What lines in the listing include "deadline"? Return a copy of each.
RECORDED INFORMATION Block Start
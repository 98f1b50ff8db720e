//! The assistant session manager.
//!
//! A [`Session`] owns one assistant, one thread and one run at a time and
//! walks them through an explicit [`SessionState`] machine:
//!
//! ```text
//! Idle -> AssistantCreated -> ThreadCreated -> MessageAdded -> Running -> Completed
//!                                                                     \-> Failed
//! ```
//!
//! Operations called from the wrong state return [`Error::NotReady`]
//! instead of silently doing nothing.

use std::future::pending;
use std::sync::Arc;

use tokio::sync::watch;
use tokio::time::Instant;

use crate::assistant::{
    AssistantApi, AssistantId, AssistantSpec, Role, RunId, RunStatus, ThreadId, TokenUsage,
};
use crate::config::PollConfig;
use crate::error::{Error, Result};
use crate::events::{Event, EventBus};
use crate::tools::ToolDispatcher;

/// The final assistant-authored message of a completed run.
#[derive(Debug, Clone, PartialEq)]
pub struct Summary {
    pub role: Role,
    pub text: String,
    pub usage: Option<TokenUsage>,
}

#[derive(Debug, Clone, PartialEq)]
pub enum SessionState {
    Idle,
    AssistantCreated {
        assistant: AssistantId,
    },
    ThreadCreated {
        assistant: AssistantId,
        thread: ThreadId,
    },
    MessageAdded {
        assistant: AssistantId,
        thread: ThreadId,
    },
    Running {
        assistant: AssistantId,
        thread: ThreadId,
        run: RunId,
    },
    Completed {
        assistant: AssistantId,
        thread: ThreadId,
    },
    Failed {
        assistant: AssistantId,
        thread: ThreadId,
        reason: String,
    },
}

impl SessionState {
    pub fn name(&self) -> &'static str {
        match self {
            SessionState::Idle => "idle",
            SessionState::AssistantCreated { .. } => "assistant-created",
            SessionState::ThreadCreated { .. } => "thread-created",
            SessionState::MessageAdded { .. } => "message-added",
            SessionState::Running { .. } => "running",
            SessionState::Completed { .. } => "completed",
            SessionState::Failed { .. } => "failed",
        }
    }

    pub fn assistant(&self) -> Option<&AssistantId> {
        match self {
            SessionState::Idle => None,
            SessionState::AssistantCreated { assistant }
            | SessionState::ThreadCreated { assistant, .. }
            | SessionState::MessageAdded { assistant, .. }
            | SessionState::Running { assistant, .. }
            | SessionState::Completed { assistant, .. }
            | SessionState::Failed { assistant, .. } => Some(assistant),
        }
    }

    pub fn thread(&self) -> Option<&ThreadId> {
        match self {
            SessionState::Idle | SessionState::AssistantCreated { .. } => None,
            SessionState::ThreadCreated { thread, .. }
            | SessionState::MessageAdded { thread, .. }
            | SessionState::Running { thread, .. }
            | SessionState::Completed { thread, .. }
            | SessionState::Failed { thread, .. } => Some(thread),
        }
    }
}

/// Lets the owner of a run cancel it from another task.
#[derive(Debug, Clone)]
pub struct CancelHandle {
    tx: Arc<watch::Sender<bool>>,
}

impl CancelHandle {
    pub fn cancel(&self) {
        let _ = self.tx.send(true);
    }

    pub fn is_cancelled(&self) -> bool {
        *self.tx.borrow()
    }
}

/// What a poll loop listens to (cancellation) and reports through (events).
#[derive(Debug, Clone)]
pub struct RunControl {
    cancel: watch::Receiver<bool>,
    events: EventBus,
}

impl RunControl {
    /// A control wired to a fresh cancel handle.
    pub fn new(events: EventBus) -> (CancelHandle, Self) {
        let (tx, rx) = watch::channel(false);
        (
            CancelHandle { tx: Arc::new(tx) },
            Self { cancel: rx, events },
        )
    }

    /// A control that can never be cancelled and whose events nobody reads.
    pub fn detached() -> Self {
        let (_handle, control) = Self::new(EventBus::default());
        control
    }

}

/// Resolves once the flag is set. If every handle is gone it never resolves.
async fn cancelled(rx: &mut watch::Receiver<bool>) {
    loop {
        if *rx.borrow_and_update() {
            return;
        }
        if rx.changed().await.is_err() {
            pending::<()>().await;
        }
    }
}

pub struct Session {
    api: Arc<dyn AssistantApi>,
    tools: ToolDispatcher,
    poll: PollConfig,
    state: SessionState,
    summary: Option<Summary>,
}

impl Session {
    pub fn new(api: Arc<dyn AssistantApi>, tools: ToolDispatcher, poll: PollConfig) -> Self {
        Self {
            api,
            tools,
            poll,
            state: SessionState::Idle,
            summary: None,
        }
    }

    /// Start from an assistant that already exists remotely.
    pub fn resume(
        api: Arc<dyn AssistantApi>,
        tools: ToolDispatcher,
        poll: PollConfig,
        assistant: AssistantId,
    ) -> Self {
        Self {
            api,
            tools,
            poll,
            state: SessionState::AssistantCreated { assistant },
            summary: None,
        }
    }

    pub fn state(&self) -> &SessionState {
        &self.state
    }

    /// The last recorded summary, if a run ever completed.
    pub fn summary(&self) -> Option<&Summary> {
        self.summary.as_ref()
    }

    /// Register the remote assistant. A no-op once one exists.
    pub async fn create_assistant(&mut self, spec: &AssistantSpec) -> Result<AssistantId> {
        if let Some(existing) = self.state.assistant() {
            return Ok(existing.clone());
        }

        let assistant = self.api.create_assistant(spec).await?;
        self.state = SessionState::AssistantCreated {
            assistant: assistant.clone(),
        };
        Ok(assistant)
    }

    /// Create the conversation thread. A no-op once one exists.
    pub async fn create_thread(&mut self) -> Result<ThreadId> {
        if let Some(existing) = self.state.thread() {
            return Ok(existing.clone());
        }

        let assistant = match &self.state {
            SessionState::AssistantCreated { assistant } => assistant.clone(),
            other => return Err(not_ready("create a thread", other)),
        };

        let thread = self.api.create_thread().await?;
        self.state = SessionState::ThreadCreated {
            assistant,
            thread: thread.clone(),
        };
        Ok(thread)
    }

    /// Append a message to the thread. Allowed whenever no run is active.
    pub async fn add_message(&mut self, role: Role, content: &str) -> Result<()> {
        let (assistant, thread) = match &self.state {
            SessionState::ThreadCreated { assistant, thread }
            | SessionState::MessageAdded { assistant, thread }
            | SessionState::Completed {
                assistant, thread, ..
            }
            | SessionState::Failed {
                assistant, thread, ..
            } => (assistant.clone(), thread.clone()),
            other => return Err(not_ready("add a message", other)),
        };

        self.api.add_message(&thread, role, content).await?;
        tracing::debug!(thread = %thread, %role, "added message");
        self.state = SessionState::MessageAdded { assistant, thread };
        Ok(())
    }

    /// Start the assistant on the thread. Needs at least one new message.
    pub async fn start_run(&mut self, instructions: &str) -> Result<RunId> {
        let (assistant, thread) = match &self.state {
            SessionState::MessageAdded { assistant, thread } => {
                (assistant.clone(), thread.clone())
            }
            other => return Err(not_ready("start a run", other)),
        };

        let run = self.api.create_run(&thread, &assistant, instructions).await?;
        tracing::info!(thread = %thread, run = %run.id, status = %run.status, "started run");
        self.state = SessionState::Running {
            assistant,
            thread,
            run: run.id.clone(),
        };
        Ok(run.id)
    }

    /// Poll the active run until it completes, fails, times out, or is cancelled.
    pub async fn poll_until_done(&mut self, control: &RunControl) -> Result<Summary> {
        let (assistant, thread, run) = match &self.state {
            SessionState::Running {
                assistant,
                thread,
                run,
            } => (assistant.clone(), thread.clone(), run.clone()),
            other => return Err(not_ready("poll a run", other)),
        };

        match self.poll_loop(&thread, &run, control).await {
            Ok(summary) => {
                self.state = SessionState::Completed { assistant, thread };
                self.summary = Some(summary.clone());
                Ok(summary)
            }
            Err(e) => {
                tracing::warn!(run = %run, error = %e, "run did not complete");
                self.state = SessionState::Failed {
                    assistant,
                    thread,
                    reason: e.to_string(),
                };
                Err(e)
            }
        }
    }

    async fn poll_loop(
        &self,
        thread: &ThreadId,
        run: &RunId,
        control: &RunControl,
    ) -> Result<Summary> {
        let mut cancel = control.cancel.clone();
        // A timeout too large to represent means no deadline
        let deadline = Instant::now().checked_add(self.poll.timeout);

        loop {
            tokio::select! {
                _ = tokio::time::sleep(self.poll.interval) => {}
                _ = cancelled(&mut cancel) => {
                    self.abort(thread, run).await;
                    return Err(Error::Cancelled);
                }
            }

            if deadline.is_some_and(|at| Instant::now() >= at) {
                self.abort(thread, run).await;
                return Err(Error::TimedOut(self.poll.timeout));
            }

            let snapshot = self.api.retrieve_run(thread, run).await?;
            tracing::debug!(run = %run, status = %snapshot.status, "polled run");
            control.events.emit(Event::Status {
                status: snapshot.status,
            });

            match snapshot.status {
                RunStatus::Completed => {
                    return self.collect_summary(thread, snapshot.usage).await;
                }
                RunStatus::RequiresAction => {
                    let calls = snapshot.pending_tool_calls();
                    if calls.is_empty() {
                        tracing::warn!(run = %run, "run requires action but lists no tool calls");
                        continue;
                    }

                    control.events.emit(Event::ToolsRequested {
                        tools: calls.iter().map(|c| c.function.name.clone()).collect(),
                    });

                    let outputs = self.tools.dispatch(calls).await;
                    self.api.submit_tool_outputs(thread, run, &outputs).await?;
                    tracing::info!(run = %run, count = outputs.len(), "submitted tool outputs");
                    control.events.emit(Event::ToolOutputsSubmitted {
                        count: outputs.len(),
                    });
                }
                status if status.is_failure() => {
                    return Err(Error::RunEnded {
                        status,
                        reason: snapshot.failure_reason(),
                    });
                }
                // queued, in_progress, cancelling
                _ => {}
            }
        }
    }

    async fn collect_summary(
        &self,
        thread: &ThreadId,
        usage: Option<TokenUsage>,
    ) -> Result<Summary> {
        let message = self
            .api
            .latest_message(thread)
            .await?
            .ok_or(Error::NoSummary)?;

        tracing::info!(
            thread = %thread,
            role = %message.role,
            chars = message.text.len(),
            "summary ready"
        );
        Ok(Summary {
            role: message.role,
            text: message.text,
            usage,
        })
    }

    /// Best effort: the run is abandoned locally either way.
    async fn abort(&self, thread: &ThreadId, run: &RunId) {
        if let Err(e) = self.api.cancel_run(thread, run).await {
            tracing::warn!(run = %run, error = %e, "failed to cancel remote run");
        }
    }
}

fn not_ready(op: &'static str, state: &SessionState) -> Error {
    Error::NotReady {
        op,
        state: state.name(),
    }
}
RECORDED INFORMATION Block End
• SOLVED EXERCISE:
        // A timeout too large to represent means no deadline
        let deadline = Instant::now().checked_add(self.poll.timeout);
            if deadline.is_some_and(|at| Instant::now() >= at) {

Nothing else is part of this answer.